There are plenty of rules and regulations in real estate that make being an investor difficult…unfortunately, as of a couple weeks ago, there’s now one more…
It’s been several weeks since we submitted any offers, but as I mentioned the other day, we are in the process of going after about a half-dozen houses this week. Two of the offers that we submitted were on REO properties owned by Fannie Mae (the large mortgage lender). On both of these properties, we received calls from the agent saying that Fannie Mae was not yet accepting offers from investors.
After a bit more research, here’s what I found out about this new “First Look” program that Fannie Mae is instituting (this is directly from Fannie Mae literature):
“During the first 15 days a property is listed for sale, only offers from owner-occupants, public entities or their designated partners will be considered. Offers from investors can be submitted, but they won’t be considered until after the initial 15 days.”
Here is a bit more info from Fannie Mae…
I think their getting carried away, making it harder and harder for investors.Maybe if their real estate sits on the market for a year or so they’ll start to change their tune and realize this economy needs investors now more than ever.
There are so many reasons why that is so wrong, I don’t know where to start… I assume they are doing this so Home Owners have a better chance of getting these houses… I guess Fannie Mae is ok with Joe Schmoe buying a mold infested, water damaged, leaky roof dump as opposed to an invester totally remodeling and selling a beautiful home at a fair market price… It’s not like we are raising home values, bettering neighborhoods and helping first-time homebuyers or anything like that…

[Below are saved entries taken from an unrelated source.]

use std::{
    collections::{BTreeMap, HashMap},
    sync::{Mutex, MutexGuard, PoisonError},
};

use async_trait::async_trait;
use ephreg_model::Labels;
use k8s_openapi::api::apps::v1::DeploymentStatus;

use crate::cluster::{
    ClusterClient, ClusterError, ClusterObject, ClusterResult, ObjectKey, ObjectKind,
};

#[derive(Default)]
struct State {
    objects: BTreeMap<ObjectKey, ClusterObject>,
    created: Vec<ObjectKey>,
    create_failures: HashMap<ObjectKind, ClusterError>,
    delete_failures: HashMap<ObjectKind, ClusterError>,
}

/// In-process cluster used by tests and dry runs.
///
/// Mirrors the API server rules stages rely on: namespaced objects need their
/// namespace, duplicate creates fail with `AlreadyExists`, deleting a
/// namespace removes everything inside it.
#[derive(Default)]
pub struct InMemoryCluster {
    state: Mutex<State>,
}

impl InMemoryCluster {
    pub fn new() -> Self {
        Self::default()
    }

    /// Make every create of `kind` fail with `err`.
    pub fn fail_create(&self, kind: ObjectKind, err: ClusterError) {
        self.lock().create_failures.insert(kind, err);
    }

    /// Make every delete of `kind` fail with `err`.
    pub fn fail_delete(&self, kind: ObjectKind, err: ClusterError) {
        self.lock().delete_failures.insert(kind, err);
    }

    /// Overwrite the ready replica count of a stored deployment.
    pub fn set_ready_replicas(&self, namespace: &str, name: &str, ready: i32) -> ClusterResult<()> {
        let key = ObjectKey::namespaced(ObjectKind::Deployment, namespace, name);
        let mut state = self.lock();
        match state.objects.get_mut(&key) {
            Some(ClusterObject::Deployment(d)) => {
                d.status
                    .get_or_insert_with(DeploymentStatus::default)
                    .ready_replicas = Some(ready);
                Ok(())
            }
            _ => Err(ClusterError::NotFound(key.to_string())),
        }
    }

    /// Insert an object bypassing namespace checks and failure injection.
    pub fn insert(&self, obj: ClusterObject) -> ClusterResult<()> {
        let key = obj.key()?;
        let mut state = self.lock();
        state.created.push(key.clone());
        state.objects.insert(key, obj);
        Ok(())
    }

    /// True when an object is stored under `key`.
    pub fn contains(&self, key: &ObjectKey) -> bool {
        self.lock().objects.contains_key(key)
    }

    /// Snapshot of the stored object.
    pub fn object(&self, key: &ObjectKey) -> Option<ClusterObject> {
        self.lock().objects.get(key).cloned()
    }

    pub fn len(&self) -> usize {
        self.lock().objects.len()
    }

    pub fn is_empty(&self) -> bool {
        self.lock().objects.is_empty()
    }

    /// Keys in the order they were successfully created.
    pub fn creation_order(&self) -> Vec<ObjectKey> {
        self.lock().created.clone()
    }

    fn lock(&self) -> MutexGuard<'_, State> {
        self.state.lock().unwrap_or_else(PoisonError::into_inner)
    }
}

#[async_trait]
impl ClusterClient for InMemoryCluster {
    async fn create(&self, obj: ClusterObject) -> ClusterResult<ClusterObject> {
        let key = obj.key()?;
        let mut state = self.lock();

        if let Some(err) = state.create_failures.get(&key.kind) {
            return Err(err.clone());
        }
        if let Some(ns) = &key.namespace {
            if !state.objects.contains_key(&ObjectKey::namespace(ns.as_str())) {
                return Err(ClusterError::NotFound(format!("Namespace/{ns}")));
            }
        }
        if state.objects.contains_key(&key) {
            return Err(ClusterError::AlreadyExists(key.to_string()));
        }

        state.created.push(key.clone());
        state.objects.insert(key, obj.clone());
        Ok(obj)
    }

    async fn get(&self, key: &ObjectKey) -> ClusterResult<ClusterObject> {
        self.lock()
            .objects
            .get(key)
            .cloned()
            .ok_or_else(|| ClusterError::NotFound(key.to_string()))
    }

    async fn delete(&self, key: &ObjectKey) -> ClusterResult<()> {
        let mut state = self.lock();

        if let Some(err) = state.delete_failures.get(&key.kind) {
            return Err(err.clone());
        }
        if state.objects.remove(key).is_none() {
            return Err(ClusterError::NotFound(key.to_string()));
        }
        if key.kind == ObjectKind::Namespace {
            state
                .objects
                .retain(|k, _| k.namespace.as_deref() != Some(key.name.as_str()));
        }
        Ok(())
    }

    async fn list(
        &self,
        kind: ObjectKind,
        namespace: Option<&str>,
        selector: &Labels,
    ) -> ClusterResult<Vec<ObjectKey>> {
        Ok(self
            .lock()
            .objects
            .iter()
            .filter(|(k, _)| k.kind == kind)
            .filter(|(k, _)| namespace.is_none() || k.namespace.as_deref() == namespace)
            .filter(|(_, obj)| obj.labels().matches(selector))
            .map(|(k, _)| k.clone())
            .collect())
    }
}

Nice to see you taking Massive Action ! Bid on 6. 1 will come through. Go brother.
Sounds like they are taking a note from how HUD properties accept bids
I’ve been following some HUD properties in my area (and in other areas). 99.99% of them go to investors after the 14 day “owner occupant” period.
I don’t think this is a very big deal for investors…
I agree. This is typical for HUD properties and the majority of the time they go way past the 14 day period very few get snapped up in those first 14 days.
I have found that most hud homes that are great deals are almost always taken by owner occupants in the ten day period.If they are not its because they need too much work and investors usually wait until price reduces to a point it makes sense to buy .I think investors will lose out on quite a few deals by having too wait on the 14 day period.It just makes it that much harder
Just wondering–do you know if Freddie Mac adopted the same policy?
Alex –
As far as I know, Freddie Mac has NOT implemented this same policy…that said, I have never purchased a property from Freddie, so I don’t know for certain…
Interesting… this is a lot like how HUD does things…
I am looking at putting an offer on one of Fannie’s foreclosures. I thought I read somewhere that you have to hold onto it for 90 days before you can flip it but I can’t seem to find that info now. Does anyone know if that is Fannie or not with that regulation?
H Benoit –
Yes, with FNMA REOs you’ll be required to hold the property for at least 90 days before you can resell. You can get it under contract within the 90 days, but you can’t actually transfer title until day 91.